Vers un retrait de la confiance au gouvernement Fakhfakh ?

 Vers un retrait de la confiance au gouvernement Fakhfakh ?

Elyes Fakhfakh et Rached Ghannouchi

Le retrait de la confiance à Elyes Fakhfakh n’est plus une lointaine éventualité. L’étau se resserre contre le chef du gouvernement à en croire le communiqué du Conseil de la choura d’Ennahdha publié hier soir lundi. Le même jour, l’Instance nationale de lutte contre la corruption accablait à son tour le chef de l’exécutif.

 

Si la plus haute instance du parti islamiste n’a pas tranché à proprement parler sur le sort d’Elyes Fakhfakh, avec qui elle cohabite au sein du pouvoir, elle l’aura considérablement affaibli. Une attaque en règle, à l’issu de la 40ème session du Conseil de la choura.

Le président de la Choura, Abdelkrim Harouni, a déclaré le 29 juin au soir que « le parti ne fera pas preuve d’indulgence à l’égard d’un membre du gouvernement en cas de corruption avérée ». Il a surtout ajouté que le mouvement appelle à « élargir le soutien politique autour du gouvernement ». Comme à son accoutumée, le parti manœuvre de façon habilement politicienne.
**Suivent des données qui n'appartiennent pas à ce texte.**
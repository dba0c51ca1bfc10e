//! Device link core: framing, discovery handshake, device registry.
//! Host-driven: no I/O; host passes framed messages and receives actions.

pub mod discovery;
pub mod envelope;
pub mod frame;
pub mod registry;

pub use discovery::{Action, Discovery, DiscoveryState, DiscoveryStats, DispatchEvent};
pub use envelope::{parse_envelope, Envelope, EnvelopeError, DEVICE_INFO, HEARTBEAT, WHOAREYOU};
pub use frame::{FrameSplitter, Frames, DEFAULT_DELIMITER};
pub use registry::{
    DeviceId, DeviceRecord, DeviceRegistry, PeerAddress, RecordKey, RegistryConflict,
};

/// A complete frame tagged with the peer address it arrived on.
#[derive(Debug, Clone, PartialEq, Eq)]
pub struct FramedMessage {
    pub address: PeerAddress,
    pub payload: String,
}
//! Discovery handshake: host passes each framed message in, gets back at most
//! one action (a control reply on the same connection, or a dispatcher event).

use std::collections::HashSet;

use tracing::{debug, info, warn};

use crate::envelope::{self, parse_envelope};
use crate::registry::{DeviceId, DeviceRegistry, PeerAddress, RecordKey, RegistryConflict};
use crate::FramedMessage;

/// Where an address is in the discovery handshake.
#[derive(Debug, Clone, Copy, PartialEq, Eq)]
pub enum DiscoveryState {
    /// Never seen, or forgotten after its last connection ended.
    Unknown,
    /// Seen but not registered: a `WHOAREYOU` was sent, or a device creation is in flight.
    PendingInfo,
    /// Handshake complete; all traffic is forwarded.
    Registered,
}

/// Events for the application layer that owns the devices.
#[derive(Debug, Clone, PartialEq, Eq)]
pub enum DispatchEvent {
    /// Instantiate a device for `address`, then acknowledge through
    /// [`Discovery::acknowledge_created`].
    CreateDevice {
        id: DeviceId,
        address: PeerAddress,
        info_message: String,
    },
    /// An existing record completed the handshake; apply its info header.
    ApplyInfo {
        device: DeviceId,
        address: PeerAddress,
        info_message: String,
    },
    /// Payload from a registered device, unaltered.
    Deliver {
        device: DeviceId,
        address: PeerAddress,
        payload: String,
    },
}

/// What the host should do with one incoming message.
#[derive(Debug, Clone, PartialEq, Eq)]
pub enum Action {
    /// Write this control token back on the connection the message came from.
    Reply(&'static str),
    /// Hand this event to the dispatcher.
    Dispatch(DispatchEvent),
}

/// Diagnostic counters.
#[derive(Debug, Clone, Copy, Default, PartialEq, Eq)]
pub struct DiscoveryStats {
    pub messages: u64,
    pub forwarded: u64,
    pub whoareyou_sent: u64,
    pub malformed: u64,
    pub duplicates: u64,
    pub conflicts: u64,
    pub created: u64,
}

/// Discovery state machine. Owns the registry, so every lookup → decide →
/// claim sequence runs inside one `&mut self` call. Share it behind one lock.
#[derive(Debug, Default)]
pub struct Discovery {
    registry: DeviceRegistry,
    /// Unregistered addresses with traffic so far. Entries leave on
    /// registration or through [`forget`](Self::forget), so the set tracks
    /// peers mid-handshake rather than every address ever seen.
    seen: HashSet<PeerAddress>,
    stats: DiscoveryStats,
}

impl Discovery {
    pub fn new() -> Self {
        Self::default()
    }

    pub fn with_registry(registry: DeviceRegistry) -> Self {
        Self {
            registry,
            ..Self::default()
        }
    }

    pub fn registry(&self) -> &DeviceRegistry {
        &self.registry
    }

    pub fn stats(&self) -> DiscoveryStats {
        self.stats
    }

    pub fn state(&self, address: &PeerAddress) -> DiscoveryState {
        if self.registry.is_registered(address) {
            DiscoveryState::Registered
        } else if self.seen.contains(address) || self.registry.is_pending(address) {
            DiscoveryState::PendingInfo
        } else {
            DiscoveryState::Unknown
        }
    }

    /// Allocate a device id outside the handshake (e.g. for an application-created record).
    pub fn allocate_id(&mut self) -> DeviceId {
        self.registry.allocate_id()
    }

    /// Handle one complete frame that arrived from `address`.
    pub fn on_message(&mut self, address: &PeerAddress, message: &str) -> Option<Action> {
        self.stats.messages += 1;

        if self.registry.is_registered(address) {
            return self.deliver(address, message);
        }
        self.seen.insert(address.clone());

        let envelope = match parse_envelope(message) {
            Ok(e) => e,
            Err(e) => {
                self.stats.malformed += 1;
                debug!(%address, error = %e, "dropping malformed message");
                return None;
            }
        };

        if !envelope.is_device_info() {
            self.stats.whoareyou_sent += 1;
            debug!(%address, kind = envelope.kind, "unregistered sender, requesting info");
            return Some(Action::Reply(envelope::WHOAREYOU));
        }

        info!(%address, "received DEVICE_INFO");
        match self.register(address, message) {
            Ok(event) => event.map(Action::Dispatch),
            Err(e) => {
                self.stats.conflicts += 1;
                warn!(%address, error = %e, "registration rejected");
                None
            }
        }
    }

    /// Same as [`on_message`](Self::on_message) for an already tagged frame.
    pub fn handle(&mut self, message: &FramedMessage) -> Option<Action> {
        self.on_message(&message.address, &message.payload)
    }

    /// Finish a [`DispatchEvent::CreateDevice`] once the application has
    /// instantiated the device. Until then the address stays unregistered
    /// and repeated `DEVICE_INFO` from it is discarded.
    pub fn acknowledge_created(
        &mut self,
        id: DeviceId,
        address: &PeerAddress,
    ) -> Result<(), RegistryConflict> {
        self.registry.finish_creation(id, address)?;
        self.seen.remove(address);
        self.stats.created += 1;
        info!(%address, %id, "added device");
        Ok(())
    }

    /// Release a [`DispatchEvent::CreateDevice`] that could not be
    /// acknowledged. The next `DEVICE_INFO` from `address` starts over.
    pub fn abandon_creation(&mut self, id: DeviceId, address: &PeerAddress) -> bool {
        let abandoned = self.registry.abandon_creation(id, address);
        if abandoned {
            warn!(%address, %id, "device creation abandoned, awaiting new DEVICE_INFO");
        }
        abandoned
    }

    /// Drop handshake progress for an unregistered `address` whose last
    /// connection ended. Registered records and in-flight creations are kept.
    pub fn forget(&mut self, address: &PeerAddress) {
        self.seen.remove(address);
    }

    fn deliver(&mut self, address: &PeerAddress, message: &str) -> Option<Action> {
        let device = self.registry.lookup_by_address(address)?.id()?;
        self.stats.forwarded += 1;
        Some(Action::Dispatch(DispatchEvent::Deliver {
            device,
            address: address.clone(),
            payload: message.to_owned(),
        }))
    }

    fn register(
        &mut self,
        address: &PeerAddress,
        message: &str,
    ) -> Result<Option<DispatchEvent>, RegistryConflict> {
        if self.registry.is_pending(address) {
            self.stats.duplicates += 1;
            debug!(%address, "device creation already in flight, ignoring DEVICE_INFO");
            return Ok(None);
        }

        // Declared with this address: register it, assigning an id if needed.
        if let Some(key) = self.registry.key_by_address(address) {
            if self.registry.get(key).and_then(|r| r.id()).is_none() {
                let id = self.registry.allocate_id();
                self.registry.claim(key, Some(id), None)?;
            }
            return self.complete(key, address, message);
        }

        // Declared with an id only: give it this address.
        if let Some(key) = self.registry.find_unaddressed_with_id() {
            self.registry.claim(key, None, Some(address.clone()))?;
            return self.complete(key, address, message);
        }

        // Declared with neither: give it both.
        if let Some(key) = self.registry.find_blank() {
            let id = self.registry.allocate_id();
            self.registry.claim(key, Some(id), Some(address.clone()))?;
            return self.complete(key, address, message);
        }

        match self.registry.begin_creation(address) {
            Some(id) => {
                info!(%address, %id, "requesting new device");
                Ok(Some(DispatchEvent::CreateDevice {
                    id,
                    address: address.clone(),
                    info_message: message.to_owned(),
                }))
            }
            None => {
                self.stats.duplicates += 1;
                Ok(None)
            }
        }
    }

    fn complete(
        &mut self,
        key: RecordKey,
        address: &PeerAddress,
        message: &str,
    ) -> Result<Option<DispatchEvent>, RegistryConflict> {
        self.registry.mark_registered(address)?;
        self.seen.remove(address);
        let device = self
            .registry
            .get(key)
            .and_then(|r| r.id())
            .ok_or(RegistryConflict::UnknownRecord(key))?;
        info!(%address, %device, "added device");
        Ok(Some(DispatchEvent::ApplyInfo {
            device,
            address: address.clone(),
            info_message: message.to_owned(),
        }))
    }
}
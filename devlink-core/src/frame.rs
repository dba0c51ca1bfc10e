//! Framing: delimiter-separated text frames over a fragment-prone byte stream.
//!
//! The carry-over is held as bytes so that a UTF-8 sequence or a multi-byte
//! delimiter split across two reads is reassembled before decoding.

use std::borrow::Cow;

/// Default frame delimiter.
pub const DEFAULT_DELIMITER: &str = "|";

/// Splits incoming chunks into complete frames, carrying the unterminated tail
/// over to the next call.
#[derive(Debug, Clone)]
pub struct FrameSplitter {
    delimiter: Vec<u8>,
    carry: Vec<u8>,
}

impl FrameSplitter {
    /// Create a splitter for `delimiter`. An empty delimiter falls back to [`DEFAULT_DELIMITER`].
    pub fn new(delimiter: &str) -> Self {
        let delimiter = if delimiter.is_empty() {
            DEFAULT_DELIMITER
        } else {
            delimiter
        };
        Self {
            delimiter: delimiter.as_bytes().to_vec(),
            carry: Vec::new(),
        }
    }

    pub fn delimiter(&self) -> &[u8] {
        &self.delimiter
    }

    /// Bytes held over from the last incomplete frame.
    pub fn carry(&self) -> &[u8] {
        &self.carry
    }

    /// Carry-over decoded as text (lossy).
    pub fn carry_str(&self) -> Cow<'_, str> {
        String::from_utf8_lossy(&self.carry)
    }

    /// Feed one chunk. The new carry-over is stored before this returns; the
    /// returned iterator yields the complete, non-blank frames in order.
    pub fn feed(&mut self, chunk: &[u8]) -> Frames {
        let mut buf = std::mem::take(&mut self.carry);
        // The old carry holds no whole delimiter; only one straddling the join can be new.
        let mut from = buf.len().saturating_sub(self.delimiter.len() - 1);
        buf.extend_from_slice(chunk);

        let mut tail_start = 0;
        while let Some(at) = find(&buf, &self.delimiter, from) {
            tail_start = at + self.delimiter.len();
            from = tail_start;
        }
        self.carry = buf.split_off(tail_start);

        Frames {
            buf,
            pos: 0,
            delimiter: self.delimiter.clone(),
        }
    }
}

impl Default for FrameSplitter {
    fn default() -> Self {
        Self::new(DEFAULT_DELIMITER)
    }
}

/// Complete frames produced by one [`FrameSplitter::feed`] call.
#[derive(Debug)]
pub struct Frames {
    // Ends exactly on a delimiter (or is empty).
    buf: Vec<u8>,
    pos: usize,
    delimiter: Vec<u8>,
}

impl Iterator for Frames {
    type Item = String;

    fn next(&mut self) -> Option<String> {
        while self.pos < self.buf.len() {
            let end = find(&self.buf, &self.delimiter, self.pos).unwrap_or(self.buf.len());
            let frame = String::from_utf8_lossy(&self.buf[self.pos..end]);
            self.pos = end + self.delimiter.len();
            if !frame.trim().is_empty() {
                return Some(frame.into_owned());
            }
        }
        None
    }
}

fn find(haystack: &[u8], needle: &[u8], from: usize) -> Option<usize> {
    haystack
        .get(from..)?
        .windows(needle.len())
        .position(|w| w == needle)
        .map(|i| i + from)
}
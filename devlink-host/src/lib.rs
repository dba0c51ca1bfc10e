//! Device link host: tokio stream connections, the dispatcher boundary,
//! configuration and logging around `devlink-core`.

pub mod config;
pub mod connection;
pub mod dispatch;
pub mod telemetry;
pub mod transport;

pub use connection::{
    spawn_connection, ConnectionHandle, ConnectionId, ConnectionSettings, ConnectionState, Link,
    Senders, SharedDiscovery, TransportError,
};
pub use dispatch::{DeviceHandle, DeviceHost, Dispatcher, LoggingDeviceHost};
impl DeviceRegistry {
    pub fn new() -> Self {
        Self::default()
    }

    /// Build a registry from pre-declared records. A record repeating an
    /// earlier record's address or id has that field cleared.
    pub fn from_declared(records: impl IntoIterator<Item = DeviceRecord>) -> Self {
        let mut registry = Self::new();
        for mut record in records {
            if let Some(address) = &record.address {
                if registry.by_address.contains_key(address) {
                    warn!(%address, "duplicate declared device address, clearing it");
                    record.address = None;
                }
            }
            if let Some(id) = record.id {
                if registry.by_id.contains_key(&id) {
                    warn!(%id, "duplicate declared device id, clearing it");
                    record.id = None;
                }
            }
            record.registered = false;
            if let Err(e) = registry.insert(record) {
                warn!(error = %e, "skipping declared device");
            }
        }
        registry
    }

    pub fn len(&self) -> usize {
        self.records.len()
    }

    pub fn is_empty(&self) -> bool {
        self.records.is_empty()
    }

    pub fn get(&self, key: RecordKey) -> Option<&DeviceRecord> {
        self.records.get(key.0)
    }

    pub fn key_by_address(&self, address: &PeerAddress) -> Option<RecordKey> {
        self.by_address.get(address).copied()
    }

    pub fn key_by_id(&self, id: DeviceId) -> Option<RecordKey> {
        self.by_id.get(&id).copied()
    }

    pub fn lookup_by_address(&self, address: &PeerAddress) -> Option<&DeviceRecord> {
        self.key_by_address(address).and_then(|k| self.get(k))
    }

    pub fn lookup_by_id(&self, id: DeviceId) -> Option<&DeviceRecord> {
        self.key_by_id(id).and_then(|k| self.get(k))
    }

    pub fn is_registered(&self, address: &PeerAddress) -> bool {
        self.registered.contains(address)
    }

    /// True while a device creation for `address` awaits acknowledgement.
    pub fn is_pending(&self, address: &PeerAddress) -> bool {
        self.pending.contains_key(address)
    }

    /// All records, in insertion order.
    pub fn devices(&self) -> impl Iterator<Item = &DeviceRecord> {
        self.records.iter()
    }

    /// Smallest unassigned id at or above the cursor. The cursor only moves
    /// forward, so an id is handed out at most once per registry.
    pub fn allocate_id(&mut self) -> DeviceId {
        while self.by_id.contains_key(&DeviceId(self.next_id)) {
            self.next_id += 1;
        }
        let id = DeviceId(self.next_id);
        self.next_id += 1;
        id
    }

    /// Add a record. Fails without change if its id or address is already held.
    pub fn insert(&mut self, mut record: DeviceRecord) -> Result<RecordKey, RegistryConflict> {
        record.address = record.address.filter(|a| !a.is_empty());
        if let Some(id) = record.id {
            if self.by_id.contains_key(&id) {
                return Err(RegistryConflict::IdTaken(id));
            }
        }
        if let Some(address) = &record.address {
            if self.by_address.contains_key(address) || self.pending.contains_key(address) {
                return Err(RegistryConflict::AddressTaken(address.clone()));
            }
        }

        let key = RecordKey(self.records.len());
        if let Some(id) = record.id {
            self.by_id.insert(id, key);
        }
        if let Some(address) = &record.address {
            self.by_address.insert(address.clone(), key);
            if record.registered {
                self.registered.insert(address.clone());
            }
        }
        self.records.push(record);
        Ok(key)
    }

    /// Assign `id` and/or `address` to a record. Either both assignments
    /// happen or neither does.
    pub fn claim(
        &mut self,
        key: RecordKey,
        id: Option<DeviceId>,
        address: Option<PeerAddress>,
    ) -> Result<(), RegistryConflict> {
        let address = address.filter(|a| !a.is_empty());
        let record = self
            .records
            .get(key.0)
            .ok_or(RegistryConflict::UnknownRecord(key))?;

        if let Some(id) = id {
            match self.by_id.get(&id) {
                Some(owner) if *owner != key => return Err(RegistryConflict::IdTaken(id)),
                _ => {}
            }
            match record.id {
                Some(current) if current != id => {
                    return Err(RegistryConflict::IdAlreadyAssigned {
                        current,
                        requested: id,
                    })
                }
                _ => {}
            }
        }
        if let Some(address) = &address {
            match self.by_address.get(address) {
                Some(owner) if *owner != key => {
                    return Err(RegistryConflict::AddressTaken(address.clone()))
                }
                _ => {}
            }
            if self.pending.contains_key(address) {
                return Err(RegistryConflict::AddressTaken(address.clone()));
            }
            match &record.address {
                Some(current) if current != address => {
                    return Err(RegistryConflict::AddressAlreadyAssigned {
                        current: current.clone(),
                        requested: address.clone(),
                    })
                }
                _ => {}
            }
        }

        let record = &mut self.records[key.0];
        if let Some(id) = id {
            record.id = Some(id);
            self.by_id.insert(id, key);
        }
        if let Some(address) = address {
            record.address = Some(address.clone());
            self.by_address.insert(address, key);
        }
        Ok(())
    }

    /// Add `address` to the registered set. Returns false if it already was.
    pub fn mark_registered(&mut self, address: &PeerAddress) -> Result<bool, RegistryConflict> {
        let key = self
            .key_by_address(address)
            .ok_or_else(|| RegistryConflict::UnknownAddress(address.clone()))?;
        self.records[key.0].registered = true;
        Ok(self.registered.insert(address.clone()))
    }

    /// Reserve a fresh id for a device the dispatcher will create for
    /// `address`. Returns `None` if the address is already held or in flight.
    pub fn begin_creation(&mut self, address: &PeerAddress) -> Option<DeviceId> {
        if self.pending.contains_key(address) || self.by_address.contains_key(address) {
            return None;
        }
        let id = self.allocate_id();
        self.pending.insert(address.clone(), id);
        debug!(%address, %id, "device creation in flight");
        Some(id)
    }

    /// Finish a creation started by [`begin_creation`](Self::begin_creation):
    /// insert the record with its id and address and mark it registered.
    pub fn finish_creation(
        &mut self,
        id: DeviceId,
        address: &PeerAddress,
    ) -> Result<RecordKey, RegistryConflict> {
        if self.pending.get(address) != Some(&id) {
            return Err(RegistryConflict::NotPending {
                id,
                address: address.clone(),
            });
        }
        self.pending.remove(address);
        let record = DeviceRecord {
            id: Some(id),
            address: Some(address.clone()),
            name: None,
            registered: true,
        };
        self.insert(record)
    }

    /// Drop the in-flight creation of `id` for `address`, freeing the address
    /// for a new attempt. Returns false if no such creation is pending.
    pub fn abandon_creation(&mut self, id: DeviceId, address: &PeerAddress) -> bool {
        if self.pending.get(address) != Some(&id) {
            return false;
        }
        self.pending.remove(address);
        debug!(%address, %id, "device creation abandoned");
        true
    }

    /// First record with an id and no address, not yet registered.
    pub fn find_unaddressed_with_id(&self) -> Option<RecordKey> {
        self.records
            .iter()
            .position(|r| r.id.is_some() && r.address.is_none() && !r.registered)
            .map(RecordKey)
    }

    /// First record with neither id nor address.
    pub fn find_blank(&self) -> Option<RecordKey> {
        self.records
            .iter()
            .position(|r| r.id.is_none() && r.address.is_none() && !r.registered)
            .map(RecordKey)
    }
}
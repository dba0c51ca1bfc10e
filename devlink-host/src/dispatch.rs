//! Dispatcher boundary: drains discovery events on whichever context owns the devices.
//!
//! `CreateDevice` is finished here: the host instantiates the device, the
//! registry is told, and only then is the info header applied. A creation the
//! registry rejects is abandoned so the peer can retry with a new header.

use devlink_core::{DeviceId, Discovery, DispatchEvent, PeerAddress};
use tokio::sync::mpsc;
use tracing::{debug, info, warn};

use crate::connection::SharedDiscovery;

/// Application-side device created for a discovered peer.
#[derive(Debug, Clone, PartialEq, Eq)]
pub struct DeviceHandle {
    pub id: DeviceId,
    pub address: PeerAddress,
}

/// What the application layer provides to receive device traffic.
pub trait DeviceHost {
    fn instantiate_device(&mut self, id: DeviceId, address: &PeerAddress) -> DeviceHandle;
    fn apply_info(&mut self, device: DeviceId, info_message: &str);
    fn deliver(&mut self, device: DeviceId, payload: &str);
}

/// Owns the receiving end of the event queue.
pub struct Dispatcher {
    events: mpsc::UnboundedReceiver<DispatchEvent>,
    discovery: SharedDiscovery,
}

impl Dispatcher {
    pub fn new(events: mpsc::UnboundedReceiver<DispatchEvent>, discovery: SharedDiscovery) -> Self {
        Self { events, discovery }
    }

    /// Handle events until every sender is gone.
    pub async fn run<H: DeviceHost>(mut self, mut host: H) {
        while let Some(event) = self.events.recv().await {
            if let Some(created) = route(&mut host, event) {
                let acked = settle(&mut *self.discovery.lock().await, &created);
                if acked {
                    host.apply_info(created.handle.id, &created.info_message);
                }
            }
        }
        debug!("dispatcher stopped");
    }

    /// Handle every queued event without waiting, from a thread outside the
    /// async runtime (e.g. an application's own frame loop). Returns the count.
    pub fn drain_pending<H: DeviceHost>(&mut self, host: &mut H) -> usize {
        let mut handled = 0;
        while let Ok(event) = self.events.try_recv() {
            handled += 1;
            if let Some(created) = route(host, event) {
                let acked = settle(&mut self.discovery.blocking_lock(), &created);
                if acked {
                    host.apply_info(created.handle.id, &created.info_message);
                }
            }
        }
        handled
    }
}

/// A device the host instantiated that discovery has not yet acknowledged.
struct Created {
    requested: DeviceId,
    address: PeerAddress,
    handle: DeviceHandle,
    info_message: String,
}

/// Returns the created device when an acknowledgement is owed.
fn route<H: DeviceHost>(host: &mut H, event: DispatchEvent) -> Option<Created> {
    match event {
        DispatchEvent::CreateDevice {
            id,
            address,
            info_message,
        } => {
            let handle = host.instantiate_device(id, &address);
            Some(Created {
                requested: id,
                address,
                handle,
                info_message,
            })
        }
        DispatchEvent::ApplyInfo {
            device,
            info_message,
            ..
        } => {
            host.apply_info(device, &info_message);
            None
        }
        DispatchEvent::Deliver {
            device, payload, ..
        } => {
            host.deliver(device, &payload);
            None
        }
    }
}

/// Acknowledge `created`, or abandon the request if the registry refuses the
/// handle. Returns true when the device is registered.
fn settle(discovery: &mut Discovery, created: &Created) -> bool {
    let handle = &created.handle;
    match discovery.acknowledge_created(handle.id, &handle.address) {
        Ok(()) => true,
        Err(e) => {
            warn!(
                device = %handle.id,
                address = %handle.address,
                error = %e,
                "device creation not acknowledged"
            );
            discovery.abandon_creation(created.requested, &created.address);
            false
        }
    }
}

/// Default host for the daemon: logs device lifecycle and traffic.
#[derive(Debug, Default)]
pub struct LoggingDeviceHost {
    created: usize,
}

impl DeviceHost for LoggingDeviceHost {
    fn instantiate_device(&mut self, id: DeviceId, address: &PeerAddress) -> DeviceHandle {
        self.created += 1;
        info!(%id, %address, total = self.created, "instantiated device");
        DeviceHandle {
            id,
            address: address.clone(),
        }
    }

    fn apply_info(&mut self, device: DeviceId, info_message: &str) {
        info!(%device, info = info_message, "device info");
    }

    fn deliver(&mut self, device: DeviceId, payload: &str) {
        debug!(%device, payload, "device message");
    }
}
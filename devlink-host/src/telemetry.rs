//! tracing subscriber setup.

use std::io::{self, IsTerminal};

use tracing_subscriber::EnvFilter;

#[derive(Debug, thiserror::Error)]
pub enum TelemetryError {
    #[error("invalid log filter {filter:?}: {reason}")]
    Filter { filter: String, reason: String },
    #[error("failed to install subscriber: {0}")]
    Install(String),
}

/// Install the global fmt subscriber. RUST_LOG, when set, replaces `filter`.
pub fn init(filter: &str) -> Result<(), TelemetryError> {
    let filter = match EnvFilter::try_from_default_env() {
        Ok(f) => f,
        Err(_) => EnvFilter::try_new(filter).map_err(|e| TelemetryError::Filter {
            filter: filter.to_owned(),
            reason: e.to_string(),
        })?,
    };
    tracing_subscriber::fmt()
        .with_env_filter(filter)
        .with_target(true)
        .with_writer(io::stderr)
        .with_ansi(io::stderr().is_terminal())
        .try_init()
        .map_err(|e| TelemetryError::Install(e.to_string()))
}
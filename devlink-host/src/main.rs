// devlink host: accepts device streams, runs discovery, dispatches device events.

use std::sync::Arc;

use devlink_core::{DeviceRegistry, Discovery};
use devlink_host::{config, telemetry, transport};
use devlink_host::{ConnectionSettings, Dispatcher, Link, LoggingDeviceHost, Senders};
use tokio::sync::{mpsc, Mutex};
use tracing::info;

const VERSION: &str = env!("CARGO_PKG_VERSION");

fn main() -> anyhow::Result<()> {
    for arg in std::env::args().skip(1) {
        if arg == "--version" || arg == "-V" {
            println!("devlink-host {}", VERSION);
            return Ok(());
        }
    }

    let cfg = config::load()?;
    telemetry::init(&cfg.log_filter)?;

    let registry = DeviceRegistry::from_declared(cfg.declared_records());
    info!(declared = registry.len(), "loaded declared devices");
    let discovery = Arc::new(Mutex::new(Discovery::with_registry(registry)));

    let (events_tx, events_rx) = mpsc::unbounded_channel();
    let senders = Senders::default();
    let link = Link {
        discovery: discovery.clone(),
        events: events_tx,
        senders: senders.clone(),
        settings: Arc::new(ConnectionSettings {
            read_buffer_size: cfg.read_buffer_size,
            delimiter: cfg.delimiter.clone(),
            max_frame_len: cfg.max_frame_len,
        }),
    };

    let rt = tokio::runtime::Runtime::new()?;
    rt.block_on(async {
        let dispatcher = Dispatcher::new(events_rx, discovery.clone());
        tokio::spawn(dispatcher.run(LoggingDeviceHost::default()));
        let listener = tokio::spawn(transport::run_listener(cfg.listen_addr, link));

        tokio::select! {
            res = listener => res??,
            res = shutdown_signal() => res?,
        }

        info!(connections = senders.len().await, "shutting down");
        senders.close_all().await;
        let stats = discovery.lock().await.stats();
        info!(?stats, "discovery totals");
        Ok::<_, anyhow::Error>(())
    })
}

/// Wait for Ctrl+C or SIGTERM (Unix).
async fn shutdown_signal() -> std::io::Result<()> {
    #[cfg(unix)]
    {
        use tokio::signal::unix::{signal, SignalKind};
        let mut sigterm = signal(SignalKind::terminate())?;
        tokio::select! {
            res = tokio::signal::ctrl_c() => res?,
            _ = sigterm.recv() => {}
        }
    }
    #[cfg(not(unix))]
    {
        tokio::signal::ctrl_c().await?;
    }
    Ok(())
}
En clair, fort de cette épée de Damoclès, Ennahdha réitère sa demande d’élargir la coalition gouvernementale. Un élargissement au profit du parti affairiste de Nabil Karoui, Qalb Tounes.

 

Un « régime de l’intimidation et des dossiers »

Un souhait de l’intégration du parti de l’homme d’affaires controversé, ennemi d’hier, que le parti islamiste avait formulée depuis plusieurs semaines, ne disposant pas en l’état d’une assise parlementaire suffisamment solide. Une alliance décomplexée avec le diable d’autre part, sous forme de représailles à la récente tentative de retrait de confiance à son chef et président du Parlement Rached Ghannouchi.

D’où les soupçons légitimes de révélations du dossier des entreprises privées détenues par le chef du gouvernement, en poste depuis 4 mois, à l’initiative de forces politico-financières. Des forces  qui y auraient un intérêt manifeste.

>> Lire aussi : Fakhfakh gate : un conflit d’intérêts sonne-t-il la fin du gouvernement ?

Lors de la conférence de presse de la Choura d’Ennahdha, le parti a donc enfoncé le clou. Il explique qu’il « suivra de près » les enquêtes en cours concernant l’éventuelle implication du chef du gouvernement, Elyes Fakhfakh, dans un conflit d’intérêts. « Le mouvement prendra la position adéquate à la lumière des résultats des enquêtes ». Certains y voient une porte laissée entrouverte.

 

retrait de la confiance
Chawki Tabib, président de l’INLUCC

L’INLUCC enfonce davantage Fakhfakh

Le président de l’Instance nationale de lutte contre la corruption, Chawki Tabib, a affirmé, toujours lundi, que le chef du gouvernement a « violé la loi et la Constitution ». Il n’aurait pas renoncé à ses postes à la tête de cinq sociétés, alors qu’il était déjà entré en fonction. Un cinglant camouflet pour le quadragénaire dont on voit mal comment il peut encore rester crédible et gouverner.

Tabib a précisé que le chef du gouvernement a adressé le 25 juin une correspondance à l’instance pour clarifier sa situation. En poste en février, l’homme aurait délégué la gestion de ses actions les 15 avril et 22 mai, et qu’il n’est plus membre du conseil d’administration de l’une des sociétés depuis le 17 avril.

Or, un important appel d’offres public a été remporté par l’une de ces entreprises. Une entreprise spécialisée dans le recyclage des déchets. Contrat d’une valeur de 44 millions de dinars (14 millions d’euros). Et le contrat y afférent fut signé en avril 2020.

C’est pourquoi Chawki Tabib estime que les marchés contractés avec l’Etat doivent être impérativement annulés. D’autant qu’une telle décision avait déjà été recommandée par le gouvernement lui-même concernant deux députés. Ces derniers avaient contracté des marchés avec les cimenteries du Kef et de Bizerte ainsi qu’avec la Pharmacie centrale.

« Il est injuste que les actions des sociétés d’Elyes Fakhfakh soient cédées maintenant. Leur valeur a doublé consécutivement aux marchés contractés avec l’Etat ». Conclut par ailleurs Tabib.

Si l’on peut se réjouir du fonctionnement sain et efficace des institutions démocratiques en Tunisie, la tension entre les trois présidences Carthage – la Kasbah – le Bardo, inquiète les observateurs. Une inquiétude sur fond d’une double menace de seconde vague Covid-19 et instabilité à la frontière libyenne.